Raw packets

09/29/2008 06:21 *M*#1
Atm im trying to hook into the packet before its encrypted

Can anyone confirm that this is a full chat packet Post-decryption?
Code:
3A 00 EC 03 FF FF FF 00 D1 07 00 00 0C 06 00 00  :.ìÿÿÿ.Ñ.....
00 00 00 00 FB 2A 00 00 04 0B 50 61 63 6B 65 74  ....û*..Packet
42 75 73 74 61 0A 45 6E 63 72 79 70 74 69 6F 6E  Busta.Encryption
00 05 4B 4F 53 4D 4B 00 00 00 54 51 53 65 72 76  .KOSMK...TQServ
65 72                                            er
From Character: PacketBusta
Target Character: Encryption
Text: KOSMK
TQServer seems like some sort of padding at the end of each packet
09/29/2008 08:58 `xEnt#2
It would be great to find a way to be able to log raw packets, and send them encrypted, so many bots could be made. GL with this.
09/29/2008 09:24 IAmHawtness#3
Quote:
Originally Posted by `xEnt View Post
It would be great to find a way to be able to log raw packets, and send them encrypted, so many bots could be made. GL with this.
Aimbot in asm, wtflol
09/29/2008 10:48 *M*#4
Quote:
Originally Posted by `xEnt View Post
It would be great to find a way to be able to log raw packets, and send them encrypted, so many bots could be made. GL with this.
That is the plan, atm I think I have the hook for the decrypted packet which is where I got that chat packet from, and the hook for the unencrypted packet before its sent, but TQ_Client isnt added onto it, which can be done manually anyway. With this a proxy-proxy could be made, which could be used to bring any old proxy back to life where the client will do all the new encryption for me.

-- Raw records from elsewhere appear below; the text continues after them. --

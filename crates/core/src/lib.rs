//! Cafe Desk Core - order ledger, menu catalog and shared types.
//!
//! This crate holds the state of the café back office and the rules that
//! govern it:
//! - [`OrderLedger`] - orders, their status transitions and aggregate counts
//! - [`MenuCatalog`] - menu items with create/update/delete and filtering
//! - [`ItemDraft`] - the unvalidated form buffer behind menu edits
//!
//! # Architecture
//!
//! The core crate has no I/O, no HTTP and no global state. Each state holder
//! is a plain value owned by whoever constructs it; the `admin` server wraps
//! them in locks, tests build fresh ones per case.
//!
//! # Modules
//!
//! - [`types`] - Newtype wrappers for ids, prices, statuses and categories
//! - [`ledger`] - The order ledger and its status-change observer
//! - [`catalog`] - The menu catalog
//! - [`draft`] - Item drafts and their validation
//! - [`error`] - Not-found, validation and seed errors

#![cfg_attr(not(test), forbid(unsafe_code))]

pub mod catalog;
pub mod draft;
pub mod error;
pub mod ledger;
pub mod types;

pub use catalog::{MenuCatalog, MenuItem, SeedItem};
pub use draft::{ItemDraft, ValidItem};
pub use error::{CatalogError, EntityKind, NotFoundError, SeedError, ValidationError};
pub use ledger::{
    Order, OrderCounts, OrderLedger, PopularItem, StatusChanged, StatusListener,
};
pub use types::*;
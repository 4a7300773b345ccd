//! Toast notification queue.
//!
//! Handlers push success and error toasts after a core operation returns;
//! the order ledger pushes one for every status change through the
//! [`StatusListener`] impl. Pages drain the queue when they render.

use std::collections::VecDeque;
use std::sync::{Mutex, MutexGuard, PoisonError};

use cafe_core::{StatusChanged, StatusListener};
use serde::Serialize;
use tracing::debug;

/// Severity of a toast.
#[derive(Debug, Clone, Copy, PartialEq, Eq, Serialize)]
#[serde(rename_all = "snake_case")]
pub enum ToastKind {
    Success,
    Error,
}

impl ToastKind {
    /// CSS modifier class used by the base template.
    #[must_use]
    pub const fn css_class(self) -> &'static str {
        match self {
            Self::Success => "toast-success",
            Self::Error => "toast-error",
        }
    }
}

/// A single user-facing message.
#[derive(Debug, Clone, PartialEq, Eq, Serialize)]
pub struct Toast {
    pub kind: ToastKind,
    pub message: String,
}

/// Bounded FIFO of pending toasts.
///
/// When full, the oldest toast is dropped to make room.
#[derive(Debug)]
pub struct NotificationCenter {
    limit: usize,
    queue: Mutex<VecDeque<Toast>>,
}

impl NotificationCenter {
    /// Create a queue holding at most `limit` toasts (minimum one).
    #[must_use]
    pub fn new(limit: usize) -> Self {
        let limit = limit.max(1);
        Self {
            limit,
            queue: Mutex::new(VecDeque::with_capacity(limit)),
        }
    }

    pub fn success(&self, message: impl Into<String>) {
        self.push(ToastKind::Success, message.into());
    }

    pub fn error(&self, message: impl Into<String>) {
        self.push(ToastKind::Error, message.into());
    }

    /// Take every pending toast, oldest first.
    #[must_use]
    pub fn drain(&self) -> Vec<Toast> {
        self.lock().drain(..).collect()
    }

    /// Number of toasts waiting to be shown.
    #[must_use]
    pub fn pending(&self) -> usize {
        self.lock().len()
    }

    fn push(&self, kind: ToastKind, message: String) {
        debug!(?kind, %message, "Queued toast");
        let mut queue = self.lock();
        while queue.len() >= self.limit {
            queue.pop_front();
        }
        queue.push_back(Toast { kind, message });
    }

    // A panic while holding the lock cannot leave the queue half-updated.
    fn lock(&self) -> MutexGuard<'_, VecDeque<Toast>> {
        self.queue.lock().unwrap_or_else(PoisonError::into_inner)
    }
}

impl StatusListener for NotificationCenter {
    fn status_changed(&self, event: &StatusChanged) {
        debug!(
            order_id = %event.order_id,
            from = event.from.as_str(),
            to = event.to.as_str(),
            transition = event.is_transition(),
            "Order status updated"
        );
        let message = if event.is_transition() {
            format!("Order {} has been {}", event.order_id, event.to.as_str())
        } else {
            format!("Order {} is already {}", event.order_id, event.to.as_str())
        };
        self.success(message);
    }
}

#[cfg(test)]
mod tests {
    use cafe_core::{OrderId, OrderStatus};

    use super::*;

    #[test]
    fn test_drain_returns_in_order_and_empties() {
        let center = NotificationCenter::new(5);
        center.success("Item added successfully");
        center.error("menu item not found: 9");

        let toasts = center.drain();
        assert_eq!(toasts.len(), 2);
        assert_eq!(toasts[0].kind, ToastKind::Success);
        assert_eq!(toasts[1].message, "menu item not found: 9");
        assert_eq!(center.pending(), 0);
    }

    #[test]
    fn test_oldest_dropped_when_full() {
        let center = NotificationCenter::new(2);
        center.success("one");
        center.success("two");
        center.success("three");

        let messages: Vec<_> = center.drain().into_iter().map(|t| t.message).collect();
        assert_eq!(messages, vec!["two", "three"]);
    }

    #[test]
    fn test_zero_limit_still_keeps_latest() {
        let center = NotificationCenter::new(0);
        center.success("only");
        assert_eq!(center.pending(), 1);
    }

    #[test]
    fn test_status_change_message() {
        let center = NotificationCenter::new(5);
        center.status_changed(&StatusChanged {
            order_id: OrderId::new("ORD-001"),
            from: OrderStatus::Pending,
            to: OrderStatus::Completed,
        });

        let toasts = center.drain();
        assert_eq!(toasts[0].message, "Order ORD-001 has been completed");
        assert_eq!(toasts[0].kind, ToastKind::Success);
    }

    #[test]
    fn test_same_status_update_still_toasts() {
        let center = NotificationCenter::new(5);
        center.status_changed(&StatusChanged {
            order_id: OrderId::new("ORD-002"),
            from: OrderStatus::Completed,
            to: OrderStatus::Completed,
        });

        let toasts = center.drain();
        assert_eq!(toasts.len(), 1);
        assert_eq!(toasts[0].message, "Order ORD-002 is already completed");
        assert_eq!(toasts[0].kind, ToastKind::Success);
    }
}
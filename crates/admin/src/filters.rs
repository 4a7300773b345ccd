//! Custom Askama template filters.

#![allow(clippy::unnecessary_wraps)]

use std::fmt::Display;

use chrono::{DateTime, Datelike, Local, Utc};

/// Returns the current year.
///
/// Usage in templates: `{{ ""|current_year }}`
#[askama::filter_fn]
pub fn current_year(_value: impl Display, _env: &dyn askama::Values) -> askama::Result<i32> {
    Ok(Utc::now().year())
}

/// Today's date in long form, e.g. "Thursday, October 15, 2026".
///
/// Usage in templates: `{{ ""|today }}`
#[askama::filter_fn]
pub fn today(_value: impl Display, _env: &dyn askama::Values) -> askama::Result<String> {
    Ok(long_date(&Local::now()))
}

/// Format a timestamp as a long date in the viewer's local zone.
#[must_use]
pub fn long_date<Tz: chrono::TimeZone>(at: &DateTime<Tz>) -> String
where
    Tz::Offset: Display,
{
    at.format("%A, %B %-d, %Y").to_string()
}

/// Format a timestamp as a 12-hour clock time, e.g. "9:05 AM".
#[must_use]
pub fn clock_time<Tz: chrono::TimeZone>(at: &DateTime<Tz>) -> String
where
    Tz::Offset: Display,
{
    at.format("%-I:%M %p").to_string()
}
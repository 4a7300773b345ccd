//! HTTP route handlers for admin.
//!
//! # Route Structure
//!
//! ```text
//! GET  /health                    - Health check
//!
//! # Dashboard
//! GET  /                          - Summary cards, recent orders, popular items
//! POST /orders/{id}/status        - Change an order's status
//!
//! # Menu
//! GET  /menu                      - Menu listing (?query=&category=)
//! GET  /menu/new                  - Add item form
//! POST /menu                      - Create item
//! GET  /menu/{id}/edit            - Edit item form
//! POST /menu/{id}                 - Update item
//! POST /menu/{id}/delete          - Delete item
//!
//! # JSON API
//! GET    /api/orders              - List orders
//! GET    /api/orders/stats        - Status counts and popular items
//! POST   /api/orders/{id}/status  - Change an order's status
//! GET    /api/menu                - Filtered menu items
//! POST   /api/menu                - Create item
//! PUT    /api/menu/{id}           - Update item
//! DELETE /api/menu/{id}           - Delete item
//! ```

use axum::{
    Router,
    routing::{get, post},
};

use crate::services::Toast;
use crate::state::AppState;

pub mod api;
pub mod dashboard;
pub mod menu;
pub mod orders;

/// Build the page and API routes.
pub fn routes() -> Router<AppState> {
    Router::new()
        .route("/health", get(health))
        // Dashboard
        .route("/", get(dashboard::index))
        .route("/orders/{id}/status", post(orders::update_status))
        // Menu
        .route("/menu", get(menu::index).post(menu::create))
        .route("/menu/new", get(menu::new_item))
        .route("/menu/{id}/edit", get(menu::edit))
        .route("/menu/{id}", post(menu::update))
        .route("/menu/{id}/delete", post(menu::delete))
        // JSON API
        .nest("/api", api::routes())
}

/// Liveness health check endpoint.
async fn health() -> &'static str {
    "ok"
}

/// Fields every page template shares with `base.html`.
#[derive(Debug, Clone)]
pub struct PageChrome {
    pub current_path: String,
    pub toasts: Vec<Toast>,
}

impl PageChrome {
    /// Take pending toasts for a page at `current_path`.
    #[must_use]
    pub fn new(state: &AppState, current_path: &str) -> Self {
        Self {
            current_path: current_path.to_string(),
            toasts: state.notifications().drain(),
        }
    }
}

Any one that has any experience with actual proxy/network programming(and not just saying you've made a proxy), Id love your help in programming this once I've got the basics sorted, I will try and remake crack proxy with this method.
09/29/2008 20:40 unknownone#5
I think both CoToBo and ScriptVessel worked on a similar premise, by modifying the messages within the client like that. chocoman4k released the source at some point. I have somewhere, but it's well and truly out of date anyway.
I'm not sure it's worth the effort to maintain a memory based editor, although there are some advantages to doing so. Problem is finding a heuristic to make it work even after TQ patch the client binary, whereas making a stand alone proxy you can avoid any maintainance unless the protocol changes.
I added you on msn anyway. If you want help within, just ask.
09/30/2008 01:34 *M*#6
Quote:
Originally Posted by unknownone View Post
I think both CoToBo and ScriptVessel worked on a similar premise, by modifying the messages within the client like that. chocoman4k released the source at some point. I have somewhere, but it's well and truly out of date anyway.
I'm not sure it's worth the effort to maintain a memory based editor, although there are some advantages to doing so. Problem is finding a heuristic to make it work even after TQ patch the client binary, whereas making a stand alone proxy you can avoid any maintainance unless the protocol changes.
I added you on msn anyway. If you want help within, just ask.
Yeah its more of a learning thing anyway, at the moment im stuck on how to make something that will read eax at a certain address.

If you set a bp at 04C2415 and read what eax is, it is the packet about to be encrypted.

If you set a bp at 004C3ABD and read what eax is, it is the packet has just been decrypted.